# Your assignment
When a line of the records contains "const", copy it.

(Source data)

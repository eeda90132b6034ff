//! Per-game-type score range validation, loaded from TOML at runtime.
//!
//! The acceptable magnitude of a single round entry depends on the game type
//! (101 Okey penalties run high, Okey scores stay moderate, generic games are
//! unbounded). The exact ranges are table conventions rather than fixed rules,
//! so they are configuration with built-in defaults.

use std::path::Path;

use serde::Deserialize;

use crate::model::GameType;

/// Inclusive [min, max] range for one round entry.
#[derive(Debug, Clone, Copy, Deserialize, PartialEq, Eq)]
pub struct ScoreBounds {
    pub min: i32,
    pub max: i32,
}

impl ScoreBounds {
    pub fn contains(&self, value: i32) -> bool {
        value >= self.min && value <= self.max
    }
}

/// Top-level TOML file structure.
#[derive(Debug, Clone, Deserialize, Default)]
pub struct BoundsFile {
    #[serde(default)]
    pub okey: Option<ScoreBounds>,
    #[serde(default)]
    pub yuz_bir_okey: Option<ScoreBounds>,
}

/// Effective bounds per game type. Generic games accept any value.
#[derive(Debug, Clone, Copy, PartialEq, Eq)]
pub struct BoundsConfig {
    pub okey: ScoreBounds,
    pub yuz_bir_okey: ScoreBounds,
}

impl Default for BoundsConfig {
    fn default() -> Self {
        Self {
            okey: ScoreBounds { min: -500, max: 500 },
            yuz_bir_okey: ScoreBounds { min: -50, max: 1000 },
        }
    }
}

impl BoundsConfig {
    /// Bounds for a game type; None means unbounded.
    pub fn for_game_type(&self, game_type: GameType) -> Option<ScoreBounds> {
        match game_type {
            GameType::GenelOyun => None,
            GameType::Okey => Some(self.okey),
            GameType::YuzBirOkey => Some(self.yuz_bir_okey),
        }
    }

    fn from_file(file: BoundsFile) -> Self {
        let d = Self::default();
        Self {
            okey: file.okey.unwrap_or(d.okey),
            yuz_bir_okey: file.yuz_bir_okey.unwrap_or(d.yuz_bir_okey),
        }
    }
}

/// Load bounds from a TOML file at the given path.
pub fn load_bounds(path: &Path) -> Result<BoundsConfig, String> {
    let content = std::fs::read_to_string(path)
        .map_err(|e| format!("Failed to read {}: {}", path.display(), e))?;
    let file: BoundsFile = toml::from_str(&content)
        .map_err(|e| format!("Failed to parse {}: {}", path.display(), e))?;
    Ok(BoundsConfig::from_file(file))
}

/// Try the given path, falling back to built-in defaults when absent or broken.
pub fn load_bounds_or_default(path: Option<&Path>) -> BoundsConfig {
    if let Some(p) = path {
        match load_bounds(p) {
            Ok(bounds) => {
                tracing::info!(path = %p.display(), "loaded score bounds");
                return bounds;
            }
            Err(e) => {
                tracing::warn!(path = %p.display(), error = %e, "failed to load score bounds");
            }
        }
    }
    tracing::debug!("using built-in score bounds");
    BoundsConfig::default()
}
//! JSON (de)serialization of the full game graph.
//!
//! The wire shape keeps the original field names (`gameId`, `gameTitle`,
//! `playerList`, `score`, `gameType`, `config`). The `config` object carries
//! no tag of its own; its concrete shape is resolved from the sibling
//! `gameType` discriminator, with an exhaustive match over the game types.

use serde::Deserialize;

use crate::model::config::{GameConfig, OkeyConfig, YuzBirOkeyConfig};
use crate::model::{Game, GameType, Player, Score};

/// Serialize a game to JSON. None for a missing game or an internal encoder
/// failure; this boundary never panics.
pub fn serialize_game(game: Option<&Game>) -> Option<String> {
    let Some(game) = game else {
        tracing::warn!("serialize_game: game is missing");
        return None;
    };
    match serde_json::to_string(game) {
        Ok(text) => Some(text),
        Err(e) => {
            tracing::error!(game_id = %game.game_id, error = %e, "serialize_game: encoding failed");
            None
        }
    }
}

/// Untyped payload: everything but `config` parses structurally, `config`
/// stays raw until the discriminator picks its shape.
#[derive(Deserialize)]
#[serde(rename_all = "camelCase")]
struct RawGame {
    game_id: String,
    game_title: String,
    #[serde(default)]
    player_list: Vec<Player>,
    #[serde(default)]
    score: Vec<Score>,
    game_type: GameType,
    #[serde(default)]
    config: Option<serde_json::Value>,
}

/// Parse a game from JSON. Returns None for blank input, malformed text, an
/// unknown `gameType` discriminator, or a config payload that does not match
/// the discriminated shape.
pub fn deserialize_game(text: &str) -> Option<Game> {
    if text.trim().is_empty() {
        tracing::warn!("deserialize_game: input is blank");
        return None;
    }

    let raw: RawGame = match serde_json::from_str(text) {
        Ok(raw) => raw,
        Err(e) => {
            tracing::warn!(error = %e, "deserialize_game: malformed payload");
            return None;
        }
    };

    let config = match resolve_config(raw.game_type, raw.config) {
        Ok(config) => config,
        Err(e) => {
            tracing::warn!(error = %e, "deserialize_game: config resolution failed");
            return None;
        }
    };

    Some(Game {
        game_id: raw.game_id,
        game_title: raw.game_title,
        player_list: raw.player_list,
        score: raw.score,
        game_type: raw.game_type,
        config,
    })
}

/// Cheap well-formedness check used by call sites before attempting a full
/// parse: valid JSON that mentions the id, title and player-list fields.
pub fn validate_serialized_game(text: &str) -> bool {
    if text.trim().is_empty() {
        return false;
    }
    if serde_json::from_str::<serde_json::Value>(text).is_err() {
        tracing::warn!("validate_serialized_game: invalid JSON");
        return false;
    }
    text.contains("gameId") && text.contains("gameTitle") && text.contains("playerList")
}

fn resolve_config(
    game_type: GameType,
    raw: Option<serde_json::Value>,
) -> Result<Option<GameConfig>, serde_json::Error> {
    match game_type {
        // Generic games carry no config; any stray payload is dropped.
        GameType::GenelOyun => Ok(None),
        GameType::Okey => match raw {
            Some(value) => {
                let config: OkeyConfig = serde_json::from_value(value)?;
                Ok(Some(GameConfig::Okey(config)))
            }
            None => Ok(None),
        },
        GameType::YuzBirOkey => match raw {
            Some(value) => {
                let config: YuzBirOkeyConfig = serde_json::from_value(value)?;
                Ok(Some(GameConfig::YuzBir(config)))
            }
            None => Ok(None),
        },
    }
}
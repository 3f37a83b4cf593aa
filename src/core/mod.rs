pub mod dispatch;
pub mod handler;
pub mod realtime;
pub mod tools;

// Re-export commonly used types for convenience
pub use dispatch::{EventDispatcher, ToolCall};
pub use handler::{CommandHandler, Reply};
pub use realtime::{
    ChannelError, ChannelSignal, NegotiationError, Negotiator, SessionState, TransportError,
    TransportSession,
};
pub use tools::{CallError, ParamSpec, ParamType, SessionOptions, ToolRegistry, ToolSpec};
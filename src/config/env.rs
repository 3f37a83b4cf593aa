use std::env;

use super::{AudioSettings, ClientConfig, DomainConfig, RealtimeSettings};
use crate::domain::DomainKind;

/// Every variable this module reads.
pub(super) const ENV_KEYS: &[&str] = &[
    "TOKEN_URL",
    "REALTIME_URL",
    "REALTIME_MODEL",
    "REALTIME_CHANNEL_LABEL",
    "REALTIME_VOICE",
    "REALTIME_INSTRUCTIONS",
    "VOICE_DOMAIN",
    "AUDIO_INPUT_DEVICE",
    "AUDIO_OUTPUT_DEVICE",
    "LOG_LEVEL",
];

/// Read a variable, treating empty values as unset.
fn var(key: &str) -> Option<String> {
    env::var(key)
        .ok()
        .map(|v| v.trim().to_string())
        .filter(|v| !v.is_empty())
}

/// Build a configuration from environment variables over defaults.
pub fn load_from_env() -> Result<ClientConfig, Box<dyn std::error::Error>> {
    let defaults = ClientConfig::default();

    let kind = match var("VOICE_DOMAIN") {
        Some(value) => value
            .parse::<DomainKind>()
            .map_err(|e| format!("Invalid VOICE_DOMAIN: {e}"))?,
        None => DomainKind::default(),
    };

    Ok(ClientConfig {
        realtime: RealtimeSettings {
            token_url: var("TOKEN_URL").unwrap_or(defaults.realtime.token_url),
            url: var("REALTIME_URL").unwrap_or(defaults.realtime.url),
            model: var("REALTIME_MODEL").unwrap_or(defaults.realtime.model),
            channel_label: var("REALTIME_CHANNEL_LABEL")
                .unwrap_or(defaults.realtime.channel_label),
            voice: var("REALTIME_VOICE"),
            instructions: var("REALTIME_INSTRUCTIONS"),
        },
        domain: DomainConfig {
            kind,
            tracks: None,
            items: None,
        },
        audio: AudioSettings {
            input_device: var("AUDIO_INPUT_DEVICE"),
            output_device: var("AUDIO_OUTPUT_DEVICE"),
        },
        log_level: var("LOG_LEVEL").unwrap_or(defaults.log_level),
    })
}
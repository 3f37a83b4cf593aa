//! Credential fetch and SDP offer/answer exchange with the Realtime endpoint.

use reqwest::header::{AUTHORIZATION, CONTENT_TYPE};
use serde::Deserialize;
use std::fmt;
use tracing::{debug, info};
use url::Url;
use zeroize::{Zeroize, ZeroizeOnDrop};

use super::config::{DEFAULT_TOKEN_URL, OPENAI_REALTIME_URL, OpenAIRealtimeModel};
use crate::core::realtime::base::NegotiationError;

/// Content type of SDP offers and answers.
pub const SDP_CONTENT_TYPE: &str = "application/sdp";

/// Short-lived client secret issued by the token endpoint. Wiped on drop.
#[derive(Clone, Zeroize, ZeroizeOnDrop)]
pub struct Credential(String);

impl Credential {
    pub fn new(value: impl Into<String>) -> Self {
        Self(value.into())
    }

    pub fn expose(&self) -> &str {
        &self.0
    }
}

impl fmt::Debug for Credential {
    fn fmt(&self, f: &mut fmt::Formatter<'_>) -> fmt::Result {
        f.write_str("Credential([REDACTED])")
    }
}

#[derive(Debug, Deserialize)]
struct TokenResponse {
    client_secret: Option<ClientSecret>,
}

#[derive(Debug, Deserialize)]
struct ClientSecret {
    value: Option<String>,
}

/// Endpoints used to establish a session.
#[derive(Debug, Clone, PartialEq, Eq)]
pub struct NegotiationEndpoints {
    pub token_url: String,
    pub realtime_url: String,
    pub model: String,
}

impl Default for NegotiationEndpoints {
    fn default() -> Self {
        Self {
            token_url: DEFAULT_TOKEN_URL.to_string(),
            realtime_url: OPENAI_REALTIME_URL.to_string(),
            model: OpenAIRealtimeModel::default().as_str().to_string(),
        }
    }
}

/// HTTP side of session establishment.
#[derive(Debug, Clone)]
pub struct Negotiator {
    http: reqwest::Client,
    endpoints: NegotiationEndpoints,
}

impl Negotiator {
    pub fn new(endpoints: NegotiationEndpoints) -> Self {
        Self::with_client(reqwest::Client::new(), endpoints)
    }

    pub fn with_client(http: reqwest::Client, endpoints: NegotiationEndpoints) -> Self {
        Self { http, endpoints }
    }

    pub fn endpoints(&self) -> &NegotiationEndpoints {
        &self.endpoints
    }

    /// `GET <token_url>` and extract `client_secret.value`.
    pub async fn fetch_credential(&self) -> Result<Credential, NegotiationError> {
        debug!(url = %self.endpoints.token_url, "Requesting ephemeral credential");

        let response = self
            .http
            .get(&self.endpoints.token_url)
            .send()
            .await
            .map_err(|e| NegotiationError::CredentialRequest(e.to_string()))?;

        let status = response.status();
        if !status.is_success() {
            return Err(NegotiationError::CredentialStatus(status.as_u16()));
        }

        let body: TokenResponse = response
            .json()
            .await
            .map_err(|e| NegotiationError::CredentialRequest(e.to_string()))?;

        body.client_secret
            .and_then(|secret| secret.value)
            .filter(|value| !value.is_empty())
            .map(Credential::new)
            .ok_or(NegotiationError::MissingCredential)
    }

    /// Negotiation URL with the `model` query parameter appended.
    pub fn negotiation_url(&self) -> Result<Url, NegotiationError> {
        let mut url = Url::parse(&self.endpoints.realtime_url).map_err(|e| {
            NegotiationError::Handshake(format!(
                "invalid negotiation URL {}: {e}",
                self.endpoints.realtime_url
            ))
        })?;
        url.query_pairs_mut()
            .append_pair("model", &self.endpoints.model);
        Ok(url)
    }

    /// POST the SDP offer and return the SDP answer.
    pub async fn exchange_sdp(
        &self,
        credential: &Credential,
        offer: String,
    ) -> Result<String, NegotiationError> {
        let url = self.negotiation_url()?;
        debug!(%url, "Posting SDP offer");

        let response = self
            .http
            .post(url)
            .header(AUTHORIZATION, format!("Bearer {}", credential.expose()))
            .header(CONTENT_TYPE, SDP_CONTENT_TYPE)
            .body(offer)
            .send()
            .await
            .map_err(|e| NegotiationError::Handshake(e.to_string()))?;

        let status = response.status();
        let body = response
            .text()
            .await
            .map_err(|e| NegotiationError::Handshake(e.to_string()))?;

        if !status.is_success() {
            return Err(NegotiationError::HandshakeStatus {
                status: status.as_u16(),
                body,
            });
        }

        if body.trim().is_empty() {
            return Err(NegotiationError::Handshake(
                "empty SDP answer".to_string(),
            ));
        }

        info!(model = %self.endpoints.model, "Received SDP answer");
        Ok(body)
    }
}
//! Configuration module for the voice control client
//!
//! Configuration comes from .env files, environment variables and an optional
//! YAML file. Priority: YAML > ENV vars > .env values > defaults.
//!
//! # Modules
//! - `yaml`: YAML configuration file loading
//! - `env`: Environment variable loading
//! - `merge`: Applying YAML overrides on top of the environment
//! - `validation`: Configuration validation logic
//!
//! # Example
//! ```rust,no_run
//! use waav_voice_control::config::ClientConfig;
//! use std::path::PathBuf;
//!
//! # fn main() -> Result<(), Box<dyn std::error::Error>> {
//! // Load from environment variables only
//! let config = ClientConfig::from_env()?;
//!
//! // Load from YAML file with environment variable overrides
//! let config = ClientConfig::from_file(&PathBuf::from("voice.yaml"))?;
//!
//! println!("Controlling the {} domain", config.domain.kind);
//! # Ok(())
//! # }
//! ```

use std::path::PathBuf;

mod env;
mod merge;
mod validation;
mod yaml;

pub use yaml::YamlConfig;

use crate::core::realtime::openai::{
    DEFAULT_TOKEN_URL, DEFAULT_TOOL_CHOICE, NegotiationEndpoints, OAI_EVENTS_CHANNEL,
    OPENAI_REALTIME_URL, OpenAIRealtimeModel,
};
use crate::core::tools::SessionOptions;
use crate::domain::{CartItem, DomainKind, Track};

/// Realtime endpoint and session settings.
#[derive(Debug, Clone, PartialEq, Eq)]
pub struct RealtimeSettings {
    /// Local endpoint issuing ephemeral client secrets
    pub token_url: String,
    /// SDP negotiation endpoint (without the `model` query)
    pub url: String,
    pub model: String,
    /// Label of the event data channel
    pub channel_label: String,
    pub voice: Option<String>,
    pub instructions: Option<String>,
}

impl Default for RealtimeSettings {
    fn default() -> Self {
        Self {
            token_url: DEFAULT_TOKEN_URL.to_string(),
            url: OPENAI_REALTIME_URL.to_string(),
            model: OpenAIRealtimeModel::default().as_str().to_string(),
            channel_label: OAI_EVENTS_CHANNEL.to_string(),
            voice: None,
            instructions: None,
        }
    }
}

/// Which domain to control and its seed state.
#[derive(Debug, Clone, Default, PartialEq)]
pub struct DomainConfig {
    pub kind: DomainKind,
    /// Seed playlist; `None` means the built-in demo track
    pub tracks: Option<Vec<Track>>,
    /// Seed cart; `None` means empty
    pub items: Option<Vec<CartItem>>,
}

/// Audio devices used by the live transport. `None` selects the system default.
#[derive(Debug, Clone, Default, PartialEq, Eq)]
pub struct AudioSettings {
    pub input_device: Option<String>,
    pub output_device: Option<String>,
}

/// Client configuration
#[derive(Debug, Clone, PartialEq)]
pub struct ClientConfig {
    pub realtime: RealtimeSettings,
    pub domain: DomainConfig,
    pub audio: AudioSettings,
    /// Fallback log filter when `RUST_LOG` is not set
    pub log_level: String,
}

impl Default for ClientConfig {
    fn default() -> Self {
        Self {
            realtime: RealtimeSettings::default(),
            domain: DomainConfig::default(),
            audio: AudioSettings::default(),
            log_level: "info".to_string(),
        }
    }
}

impl ClientConfig {
    /// Load configuration from environment variables
    ///
    /// Unset variables fall back to defaults. The result is validated.
    pub fn from_env() -> Result<Self, Box<dyn std::error::Error>> {
        let config = env::load_from_env()?;
        validation::validate(&config)?;
        Ok(config)
    }

    /// Load configuration from a YAML file with environment variable support
    ///
    /// Priority order (highest to lowest):
    /// 1. YAML file values
    /// 2. Environment variables (actual ENV vars override .env values)
    /// 3. .env file values
    /// 4. Default values
    ///
    /// # Errors
    /// Returns an error if:
    /// - The YAML file cannot be read or is malformed
    /// - Environment variables have invalid formats
    /// - Configuration validation fails
    pub fn from_file(path: &PathBuf) -> Result<Self, Box<dyn std::error::Error>> {
        // .env is loaded in main.rs before this runs
        let yaml_config = yaml::YamlConfig::from_file(path)?;
        let config = merge::merge_config(Some(yaml_config))?;
        validation::validate(&config)?;
        Ok(config)
    }

    pub fn negotiation_endpoints(&self) -> NegotiationEndpoints {
        NegotiationEndpoints {
            token_url: self.realtime.token_url.clone(),
            realtime_url: self.realtime.url.clone(),
            model: self.realtime.model.clone(),
        }
    }

    /// Non-fatal configuration findings (unknown model or voice names).
    pub fn advisories(&self) -> Vec<String> {
        validation::advisories(self)
    }

    pub fn session_options(&self) -> SessionOptions {
        SessionOptions {
            tool_choice: DEFAULT_TOOL_CHOICE.to_string(),
            voice: self.realtime.voice.clone(),
            instructions: self.realtime.instructions.clone(),
        }
    }
}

# Task output
pub(super) const ENV_KEYS: &[&str] = &[
pub const SDP_CONTENT_TYPE: &str = "application/sdp";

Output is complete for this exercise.